During the span of his illustrious career, Warren was on numerous federal advisory committees and commissions. He served on the National Science Board (1994–2006); initially as a member and then as the Chair starting in 2002. In 2002, he was elected to the National Academy of Engineering “for pioneering the development of coupled climate models, their use on parallel supercomputing architectures, and their interpretation.” In 2003, he was elected to the American Philosophical Society.

In 1999, Warren received the Charles Anderson Award from the AMS for “pioneering efforts as a mentor and passionate supporter of individuals, educational programs, and outreach initiatives designed to foster a diverse population of atmospheric scientists. Dr. Charles E. Anderson (1919-1994) was a former Tuskegee Airman and the first African American to receive a PhD in meteorology.

<< Dr. Warren Washington receiving the Charles E. Anderson award in 1999, from AMS President George Lawrence Frederick Jr. Photo courtesy of AMS archives.

In 2006, Warren became an Honorary Member of the AMS. In his acceptance speech, for which he received a standing ovation, he advised early career scientists to find personal growth and leadership by taking part in the broader aspects of their field. He also stated that “Scientists should be free to tell the public, media, and policy makers the results of their research. Of course, there is always the need to make sure not to confuse the public, so individual responsibility is important.” He ended his speech by pointing out that scientific debate should be settled at scientific society meetings.

At the following AMS Annual Meeting, he received the Charles Franklin Brooks Award for Outstanding Service to the Society, and a couple of years later, he shared the 2009 AMS Jule G. Charney Medal with his longtime colleague and collaborator Jerry Meehl.

Warren and Jerry Meehl with Marla Meehl and Mary Washington at the 89th AMS Annual Meeting, held January 2009 in Phoenix, AZ. Photo courtesy of Jerry Meehl, NCAR.

Warren Washington with President Barack Obama

In 2010, Warren was also one of the ten eminent researchers to be awarded the National Medal of Science by President Barack Obama, “for his development and use of global climate models to understand climate and explain the role of human activities and natural processes in the Earth’s climate system and for his work to support a diverse science and engineering workforce.” 

<< Warren Washington receives the National Medal of Science from President Barack Obama. Copyright Charles M. Vest (2010), used with permission.

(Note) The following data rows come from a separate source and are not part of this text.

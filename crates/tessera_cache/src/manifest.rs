//! The persisted form of a cache.
//!
//! One manifest file exists per build target, stored as
//! `<cache_dir>/<hash of target output path>.json`. It records the global
//! invalidation keys, the build age, every entry and the source → destination
//! index used by per-root policies.

use std::collections::BTreeMap;
use std::io::ErrorKind;
use std::path::{Path, PathBuf};

use serde::{Deserialize, Serialize};
use tessera_common::{ContentHash, Timestamp};

use crate::entry::CacheEntry;
use crate::error::CacheError;
use crate::keys::GlobalKeys;

/// Current manifest format version. Increment on breaking changes.
pub const FORMAT_VERSION: u32 = 1;

/// Returns the cache file path for the target producing `target_output`.
pub fn cache_file_path(cache_dir: &Path, target_output: &Path) -> PathBuf {
    cache_dir.join(format!("{}.json", ContentHash::of_path(target_output)))
}

/// Serialized cache state for one build target.
#[derive(Debug, Clone, Serialize, Deserialize)]
pub struct CacheManifest {
    /// Manifest format version.
    pub format_version: u32,

    /// Kind of the invalidation policy that produced this cache.
    pub policy: String,

    /// Output path of the target this cache belongs to.
    pub target: PathBuf,

    /// Global invalidation keys of the build that saved this cache.
    pub keys: GlobalKeys,

    /// Start time of the build that saved this cache.
    pub built_at: Option<Timestamp>,

    /// Per-source entries.
    #[serde(default)]
    pub entries: BTreeMap<PathBuf, CacheEntry>,

    /// Source → destination index for sources compiled to their own artifact.
    #[serde(default)]
    pub outputs: BTreeMap<PathBuf, PathBuf>,
}

impl CacheManifest {
    /// Creates an empty manifest.
    pub fn new(policy: &str, target: &Path, keys: GlobalKeys) -> Self {
        Self {
            format_version: FORMAT_VERSION,
            policy: policy.to_string(),
            target: target.to_path_buf(),
            keys,
            built_at: None,
            entries: BTreeMap::new(),
            outputs: BTreeMap::new(),
        }
    }

    /// Loads a manifest from `file`.
    ///
    /// Returns `Ok(None)` if the file doesn't exist and
    /// [`CacheError::Decode`] if it exists but can't be parsed.
    pub fn load(file: &Path) -> Result<Option<Self>, CacheError> {
        match std::fs::metadata(file) {
            Ok(meta) if meta.is_dir() => {
                return Err(CacheError::DirectoryConflict {
                    path: file.to_path_buf(),
                })
            }
            Ok(_) => {}
            Err(e) if e.kind() == ErrorKind::NotFound => return Ok(None),
            Err(e) => {
                return Err(CacheError::Io {
                    path: file.to_path_buf(),
                    source: e,
                })
            }
        }
        let content = std::fs::read_to_string(file).map_err(|e| match e.kind() {
            ErrorKind::InvalidData => CacheError::Decode {
                path: file.to_path_buf(),
                reason: e.to_string(),
            },
            _ => CacheError::Io {
                path: file.to_path_buf(),
                source: e,
            },
        })?;
        serde_json::from_str(&content)
            .map(Some)
            .map_err(|e| CacheError::Decode {
                path: file.to_path_buf(),
                reason: e.to_string(),
            })
    }

    /// Saves the manifest to `file`, creating its directory if needed.
    ///
    /// The content is written to a sibling temporary file and renamed into
    /// place, so readers never observe a half-written cache.
    pub fn save(&self, file: &Path) -> Result<(), CacheError> {
        if file.is_dir() {
            return Err(CacheError::DirectoryConflict {
                path: file.to_path_buf(),
            });
        }
        if let Some(dir) = file.parent() {
            std::fs::create_dir_all(dir).map_err(|e| CacheError::Io {
                path: dir.to_path_buf(),
                source: e,
            })?;
        }
        let json = serde_json::to_string_pretty(self).map_err(|e| CacheError::Serialization {
            reason: e.to_string(),
        })?;
        let tmp = file.with_extension("json.tmp");
        std::fs::write(&tmp, json).map_err(|e| CacheError::Io {
            path: tmp.clone(),
            source: e,
        })?;
        std::fs::rename(&tmp, file).map_err(|e| CacheError::Io {
            path: file.to_path_buf(),
            source: e,
        })
    }
}
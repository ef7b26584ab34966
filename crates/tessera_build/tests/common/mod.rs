//! File-backed front end and project fixture shared by the integration tests.

#![allow(dead_code)]

use std::fs::File;
use std::path::{Path, PathBuf};
use std::sync::atomic::{AtomicUsize, Ordering};
use std::time::{Duration, SystemTime};

use tessera_build::{build_project, BuildError, BuildReport, Builder};
use tessera_bundle::{
    Declaration, Export, Frontend, Import, ImportItem, Linkage, ParseError, ParsedModule, Reference,
    UnitView,
};
use tessera_common::Interner;

pub fn init_logging() {
    let _ = tracing_subscriber::fmt()
        .with_env_filter(tracing_subscriber::EnvFilter::from_default_env())
        .with_test_writer()
        .try_init();
}

/// Front end for a line-based toy language. Paths are relative to the
/// directory of the file naming them.
///
/// ```text
/// dep <file>
/// import <local> <file> <name>
/// decl <name> <ref>...
/// export <name>
/// effect <ref>
/// error <message>
/// ```
#[derive(Default)]
pub struct LineFrontend {
    parses: AtomicUsize,
}

impl LineFrontend {
    pub fn parse_count(&self) -> usize {
        self.parses.load(Ordering::SeqCst)
    }
}

impl Frontend for LineFrontend {
    fn parse(&self, path: &Path, interner: &Interner) -> Result<ParsedModule, ParseError> {
        let text = std::fs::read_to_string(path).map_err(|source| match source.kind() {
            std::io::ErrorKind::NotFound => ParseError::NotFound {
                path: path.to_path_buf(),
            },
            _ => ParseError::Io {
                path: path.to_path_buf(),
                source,
            },
        })?;
        self.parses.fetch_add(1, Ordering::SeqCst);

        let dir = path.parent().unwrap_or(Path::new("/"));
        let mut module = ParsedModule::default();
        for line in text.lines() {
            let words: Vec<&str> = line.split_whitespace().collect();
            match words.as_slice() {
                [] => {}
                ["dep", file] => module.dependencies.push(dir.join(file)),
                ["import", local, file, name] => module.imports.push(Import {
                    local: interner.get_or_intern(local),
                    source: dir.join(file),
                    item: ImportItem::Named(interner.get_or_intern(name)),
                }),
                ["decl", name, refs @ ..] => module.declarations.push(Declaration {
                    name: interner.get_or_intern(name),
                    linkage: Linkage::Internal,
                    references: refs
                        .iter()
                        .map(|r| Reference::Name(interner.get_or_intern(r)))
                        .collect(),
                }),
                ["export", name] => module.exports.push(Export::Local {
                    name: interner.get_or_intern(name),
                    local: interner.get_or_intern(name),
                }),
                ["effect", name] => module.effects.push(Reference::Name(interner.get_or_intern(name))),
                ["error", message @ ..] => {
                    return Err(ParseError::Syntax {
                        path: path.to_path_buf(),
                        message: message.join(" "),
                    })
                }
                other => {
                    return Err(ParseError::Syntax {
                        path: path.to_path_buf(),
                        message: format!("unknown statement {other:?}"),
                    })
                }
            }
        }
        Ok(module)
    }

    fn emit(&self, unit: &UnitView<'_>, out: &mut Vec<u8>) -> Result<(), String> {
        let module = unit.module();
        for (d, decl) in module.declarations.iter().enumerate() {
            let Some(name) = unit.decl_name(d) else {
                continue;
            };
            let refs: Vec<&str> = (0..decl.references.len())
                .map(|i| unit.reference_name(d, i).unwrap_or("?"))
                .collect();
            out.extend_from_slice(format!("{name} = [{}];\n", refs.join(", ")).as_bytes());
        }
        for i in 0..module.effects.len() {
            let name = unit.effect_name(i).unwrap_or("?");
            out.extend_from_slice(format!("effect({name});\n").as_bytes());
        }
        Ok(())
    }

    fn emit_define(&self, name: &str, value: &str, out: &mut Vec<u8>) {
        out.extend_from_slice(format!("const {name} = {value};\n").as_bytes());
    }
}

/// A project directory with a `tessera.toml`.
pub struct Project {
    dir: tempfile::TempDir,
    pub frontend: LineFrontend,
    pub interner: Interner,
}

impl Project {
    pub fn new(config: &str) -> Self {
        init_logging();
        let project = Self {
            dir: tempfile::tempdir().unwrap(),
            frontend: LineFrontend::default(),
            interner: Interner::new(),
        };
        project.write("tessera.toml", config);
        project
    }

    pub fn path(&self, rel: &str) -> PathBuf {
        self.dir.path().join(rel)
    }

    /// Writes a file, dated in the past so builds in the same second see it
    /// as older than themselves.
    pub fn write(&self, rel: &str, content: &str) -> PathBuf {
        let path = self.path(rel);
        std::fs::create_dir_all(path.parent().unwrap()).unwrap();
        std::fs::write(&path, content).unwrap();
        self.age(rel, -60);
        path
    }

    /// Rewrites a file and dates it after every build so far.
    pub fn modify(&self, rel: &str, content: &str) -> PathBuf {
        let path = self.path(rel);
        std::fs::write(&path, content).unwrap();
        self.age(rel, 60);
        path
    }

    /// Sets a file's modification time `offset_secs` from now.
    pub fn age(&self, rel: &str, offset_secs: i64) {
        let now = SystemTime::now();
        let delta = Duration::from_secs(offset_secs.unsigned_abs());
        let time = if offset_secs < 0 { now - delta } else { now + delta };
        File::options()
            .write(true)
            .open(self.path(rel))
            .unwrap()
            .set_modified(time)
            .unwrap();
    }

    pub fn read(&self, rel: &str) -> String {
        std::fs::read_to_string(self.path(rel)).unwrap()
    }

    pub fn build(&self, target: &str) -> Result<BuildReport, BuildError> {
        let builder = Builder::new(&self.frontend, &self.interner);
        build_project(&builder, self.dir.path(), target)
    }

    pub fn builder(&self) -> Builder<'_> {
        Builder::new(&self.frontend, &self.interner)
    }

    pub fn root(&self) -> &Path {
        self.dir.path()
    }
}
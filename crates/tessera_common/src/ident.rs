//! Interned source names.
//!
//! Front ends intern every declaration, import and export name while parsing.
//! Parsed modules outlive a single build when they sit in the parse cache, so
//! the interner is created once per process and shared with every bundle.

use lasso::ThreadedRodeo;

/// An interned declaration, import or export name.
///
/// Equal spellings from one [`Interner`] give equal `Ident`s. The ordering
/// follows interning order, which depends on parse order; sort by spelling
/// wherever generated output depends on the order.
#[derive(Clone, Copy, PartialEq, Eq, PartialOrd, Ord, Hash, Debug)]
pub struct Ident(u32);

// SAFETY: `into_usize` widens a `u32`, and `try_from_usize` only accepts
// values that round-trip through `u32`.
unsafe impl lasso::Key for Ident {
    fn into_usize(self) -> usize {
        self.0 as usize
    }

    fn try_from_usize(int: usize) -> Option<Self> {
        u32::try_from(int).ok().map(Ident)
    }
}

/// Process-wide name table, safe to share between parsing threads.
pub struct Interner {
    rodeo: ThreadedRodeo<Ident>,
}

impl Interner {
    /// Creates an empty interner.
    pub fn new() -> Self {
        Self {
            rodeo: ThreadedRodeo::new(),
        }
    }

    /// Returns the `Ident` for `name`, interning it on first use.
    pub fn get_or_intern(&self, name: &str) -> Ident {
        self.rodeo.get_or_intern(name)
    }

    /// Returns the `Ident` for `name` without interning it.
    pub fn get(&self, name: &str) -> Option<Ident> {
        self.rodeo.get(name)
    }

    /// Returns the source spelling of `ident`.
    ///
    /// # Panics
    ///
    /// Panics if `ident` came from another interner.
    pub fn resolve(&self, ident: Ident) -> &str {
        self.rodeo.resolve(&ident)
    }
}

impl Default for Interner {
    fn default() -> Self {
        Self::new()
    }
}
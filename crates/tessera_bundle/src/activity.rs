//! Liveness analysis.
//!
//! Units are visited in reverse bundle order, so every consumer of a unit has
//! reported which of its declarations it uses before the unit itself is
//! analyzed. Within a unit, liveness spreads from the roots along
//! declaration references; references into other units are recorded as
//! requests for when those units are reached.

use crate::ids::{Binding, UnitId};
use crate::module::Linkage;
use crate::unit::{namespace_of, CompilationUnit};

/// Marks live declarations and used namespace objects.
///
/// Roots are top-level effects, universal declarations, and everything the
/// entry units export (including aggregate re-exports).
pub(crate) fn resolve_activity(units: &mut [CompilationUnit]) {
    let mut live: Vec<Vec<bool>> = units
        .iter()
        .map(|u| vec![false; u.module.declarations.len()])
        .collect();
    let mut namespace_used = vec![false; units.len()];

    {
        let units: &[CompilationUnit] = units;
        let mut stack: Vec<Binding> = Vec::new();
        for unit in units.iter().filter(|u| u.is_entry) {
            stack.extend(namespace_of(units, unit.id).values().copied());
        }
        mark(units, &mut stack, &mut live, &mut namespace_used, None);

        for unit in units.iter().rev() {
            let i = unit.id.index();
            for (d, decl) in unit.module.declarations.iter().enumerate() {
                if live[i][d] {
                    stack.extend(unit.references(d).iter().copied());
                } else if decl.linkage == Linkage::Universal {
                    stack.push(Binding::Decl(crate::ids::DeclId::new(unit.id, d)));
                }
            }
            stack.extend(unit.effect_refs.iter().copied());
            mark(units, &mut stack, &mut live, &mut namespace_used, Some(unit.id));
        }
    }

    for (unit, (live, used)) in units.iter_mut().zip(live.into_iter().zip(namespace_used)) {
        unit.live = live;
        unit.namespace_used = used;
    }
}

/// Drains `stack`, marking every binding live. References of newly live
/// declarations of `current` are followed immediately; other units follow
/// theirs when they are analyzed.
fn mark(
    units: &[CompilationUnit],
    stack: &mut Vec<Binding>,
    live: &mut [Vec<bool>],
    namespace_used: &mut [bool],
    current: Option<UnitId>,
) {
    while let Some(binding) = stack.pop() {
        match binding {
            Binding::Decl(id) => {
                let slot = &mut live[id.unit.index()][id.index as usize];
                if *slot {
                    continue;
                }
                *slot = true;
                if Some(id.unit) == current {
                    stack.extend(units[id.unit.index()].references(id.index as usize).iter().copied());
                }
                debug_assert!(
                    current.map_or(true, |c| id.unit <= c),
                    "provider analyzed before its consumer"
                );
            }
            Binding::Namespace(unit) => {
                if namespace_used[unit.index()] {
                    continue;
                }
                namespace_used[unit.index()] = true;
                stack.extend(namespace_of(units, unit).values().copied());
            }
        }
    }
}
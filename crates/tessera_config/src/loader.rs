//! Configuration file loading and validation.

use crate::error::ConfigError;
use crate::types::{ProjectConfig, TargetConfig, TargetKind};
use std::path::Path;

/// Name of the project configuration file.
pub const CONFIG_FILE: &str = "tessera.toml";

/// Loads and validates a `tessera.toml` configuration from a project directory.
pub fn load_config(project_dir: &Path) -> Result<ProjectConfig, ConfigError> {
    let config_path = project_dir.join(CONFIG_FILE);
    let content = std::fs::read_to_string(&config_path).map_err(|source| ConfigError::Read {
        path: config_path.clone(),
        source,
    })?;
    load_config_from_str(&content)
}

/// Parses and validates a `tessera.toml` configuration from a string.
pub fn load_config_from_str(content: &str) -> Result<ProjectConfig, ConfigError> {
    let config: ProjectConfig = toml::from_str(content)?;
    validate_config(&config)?;
    Ok(config)
}

/// Validates required fields and the consistency of every target.
fn validate_config(config: &ProjectConfig) -> Result<(), ConfigError> {
    if config.project.name.is_empty() {
        return Err(ConfigError::MissingField("project.name".to_string()));
    }
    if config.project.version.is_empty() {
        return Err(ConfigError::MissingField("project.version".to_string()));
    }
    if let Some(density) = config.build.pixel_density {
        if !(density.is_finite() && density > 0.0) {
            return Err(ConfigError::Invalid(format!(
                "build.pixel_density must be a positive number, got {density}"
            )));
        }
    }
    for name in config.defines.keys() {
        if !is_identifier(name) {
            return Err(ConfigError::Invalid(format!(
                "invalid define name `{name}`"
            )));
        }
    }
    for (name, target) in &config.targets {
        validate_target(name, target)?;
    }
    Ok(())
}

fn validate_target(name: &str, target: &TargetConfig) -> Result<(), ConfigError> {
    if target.output.is_empty() {
        return Err(ConfigError::MissingField(format!("targets.{name}.output")));
    }
    match target.kind {
        TargetKind::View => {
            if target.views.is_empty() {
                return Err(ConfigError::MissingField(format!("targets.{name}.views")));
            }
            if !target.entries.is_empty() {
                return Err(ConfigError::Invalid(format!(
                    "view target `{name}` lists entries; use [[targets.{name}.views]] instead"
                )));
            }
            for (i, view) in target.views.iter().enumerate() {
                if view.source.is_empty() || view.output.is_empty() {
                    return Err(ConfigError::MissingField(format!(
                        "targets.{name}.views[{i}].source/output"
                    )));
                }
            }
        }
        TargetKind::Script | TargetKind::Stylesheet | TargetKind::Shader => {
            if target.entries.is_empty() {
                return Err(ConfigError::MissingField(format!("targets.{name}.entries")));
            }
            if !target.views.is_empty() {
                return Err(ConfigError::Invalid(format!(
                    "only view targets may declare views (target `{name}`)"
                )));
            }
        }
    }
    Ok(())
}

/// Returns `true` if `s` is a plain identifier (`[A-Za-z_][A-Za-z0-9_]*`).
fn is_identifier(s: &str) -> bool {
    let mut chars = s.chars();
    match chars.next() {
        Some(c) if c.is_ascii_alphabetic() || c == '_' => {}
        _ => return false,
    }
    chars.all(|c| c.is_ascii_alphanumeric() || c == '_')
}
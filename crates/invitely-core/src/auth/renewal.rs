//! Shared renewal of the access credential.
//!
//! At most one renewal call is in flight at any time. Every caller that asks
//! for a renewal while one is running joins it and observes the same outcome.

use std::sync::Arc;
use std::time::Duration;

use futures::future::{BoxFuture, FutureExt, Shared};
use parking_lot::Mutex;
use reqwest::Client;
use thiserror::Error;
use tracing::{debug, info, warn};
use uuid::Uuid;

use super::{AccessCredential, CredentialStore};
use crate::api::CORRELATION_HEADER;
use crate::models::AuthResponse;

/// Why a renewal did not produce a new credential. Any of these ends the
/// session.
#[derive(Error, Debug, Clone, PartialEq, Eq)]
pub enum RenewalError {
    #[error("Renewal request failed: {0}")]
    Transport(String),

    #[error("Renewal timed out")]
    Timeout,

    #[error("Renewal rejected with status {0}")]
    Rejected(u16),

    #[error("Malformed renewal response: {0}")]
    Malformed(String),
}

impl RenewalError {
    fn from_reqwest(err: reqwest::Error) -> Self {
        if err.is_timeout() {
            RenewalError::Timeout
        } else if err.is_decode() {
            RenewalError::Malformed(err.to_string())
        } else {
            RenewalError::Transport(err.to_string())
        }
    }
}

/// A renewal that any number of callers can await.
pub type PendingRenewal = Shared<BoxFuture<'static, Result<AccessCredential, RenewalError>>>;

/// Narrow interface the scheduler and the gateway use to ask for a renewal.
pub trait Renew: Send + Sync {
    /// Join the in-flight renewal, or start one if none is running.
    fn renew(&self) -> PendingRenewal;

    /// Why the most recent renewal failed, if it did. Reset by a success.
    fn last_failure(&self) -> Option<RenewalError> {
        None
    }
}

/// Performs renewals against the remote authority and writes the outcome
/// into the [`CredentialStore`].
///
/// The refresh cookie rides along in the client's cookie jar; this type
/// never sees it.
pub struct RenewalCoordinator {
    inner: Arc<Inner>,
}

struct Inner {
    client: Client,
    url: String,
    timeout: Duration,
    store: Arc<CredentialStore>,
    pending: Mutex<Option<PendingRenewal>>,
    last_failure: Mutex<Option<RenewalError>>,
}

impl RenewalCoordinator {
    pub fn new(
        client: Client,
        url: String,
        timeout: Duration,
        store: Arc<CredentialStore>,
    ) -> Self {
        Self {
            inner: Arc::new(Inner {
                client,
                url,
                timeout,
                store,
                pending: Mutex::new(None),
                last_failure: Mutex::new(None),
            }),
        }
    }

    /// Whether a renewal call is currently in flight.
    pub fn is_pending(&self) -> bool {
        self.inner.pending.lock().is_some()
    }
}

impl Renew for RenewalCoordinator {
    fn renew(&self) -> PendingRenewal {
        let mut slot = self.inner.pending.lock();
        if let Some(pending) = slot.as_ref() {
            debug!("Joining in-flight renewal");
            return pending.clone();
        }

        let inner = self.inner.clone();
        let pending = async move { inner.run().await }.boxed().shared();
        *slot = Some(pending.clone());
        drop(slot);

        // Driven to completion even if every caller goes away.
        tokio::spawn(pending.clone());
        pending
    }

    fn last_failure(&self) -> Option<RenewalError> {
        self.inner.last_failure.lock().clone()
    }
}

impl Inner {
    async fn run(&self) -> Result<AccessCredential, RenewalError> {
        let outcome = self.call_remote().await;

        match &outcome {
            Ok(credential) => {
                info!(expires_at = ?credential.expires_at(), "Access credential renewed");
                *self.last_failure.lock() = None;
                self.store.set(Some(credential.clone()));
            }
            Err(e) => {
                warn!(error = %e, "Renewal failed, clearing credential");
                // Recorded before the clear so late 401s can report it.
                *self.last_failure.lock() = Some(e.clone());
                self.store.clear();
            }
        }

        *self.pending.lock() = None;
        outcome
    }

    async fn call_remote(&self) -> Result<AccessCredential, RenewalError> {
        let correlation_id = Uuid::new_v4().to_string();
        debug!(correlation_id = %correlation_id, url = %self.url, "Requesting renewal");

        let response = self
            .client
            .post(&self.url)
            .header(CORRELATION_HEADER, correlation_id.as_str())
            .timeout(self.timeout)
            .send()
            .await
            .map_err(RenewalError::from_reqwest)?;

        let status = response.status();
        if !status.is_success() {
            return Err(RenewalError::Rejected(status.as_u16()));
        }

        let body: AuthResponse = response.json().await.map_err(RenewalError::from_reqwest)?;
        if body.access_token.trim().is_empty() {
            return Err(RenewalError::Malformed("empty access token".to_string()));
        }
        Ok(AccessCredential::new(body.access_token))
    }
}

Also in 2010, a symposium was held in Warren’s honor at the AMS Annual Meeting in Atlanta, Georgia. It was attended by many of the legends of climate modeling!

Attendees at Warren Washington symposium
Mary (left) and Warren (right) Washington at Penn State outside the Warren M. Washington building

Left: Group photo at symposium honoring Warren Washington at the 90th AMS Annual Meeting, held January 2010 in Atlanta, Georgia. From left: Kirk Bryan, Syukuro Manabe, Gerald Meehl, Greg Jenkins, Larry Gates, Jane Lubchenco, Steve Schneider, Dave Bader, Warren Washington, John Kutzbach, V. Ramanathan, Jim Hansen, and Bert Semtner. Photo copyright University Corporation for Atmospheric Research (2010). Right: Mary and Warren Washington at the newly named Warren M. Washington building at Penn State University’s Innovation Park. Photo credit: Patrick Mansell/Penn State (Creative Commons license).

Warren was a Distinguished Alumnus of Penn State and in 2019, Penn State named a building in his honor at its campus Innovation Park site.

A Legacy of Empowerment

Warren was instrumental in establishing AMS’s Board on Women and Minorities, now known as AMS BRAID. He and his wife, Mary, also established an AMS undergraduate scholarship to provide support to underrepresented students. Through their generosity, several who otherwise might not have attended the AMS Annual Meeting have been able to do so.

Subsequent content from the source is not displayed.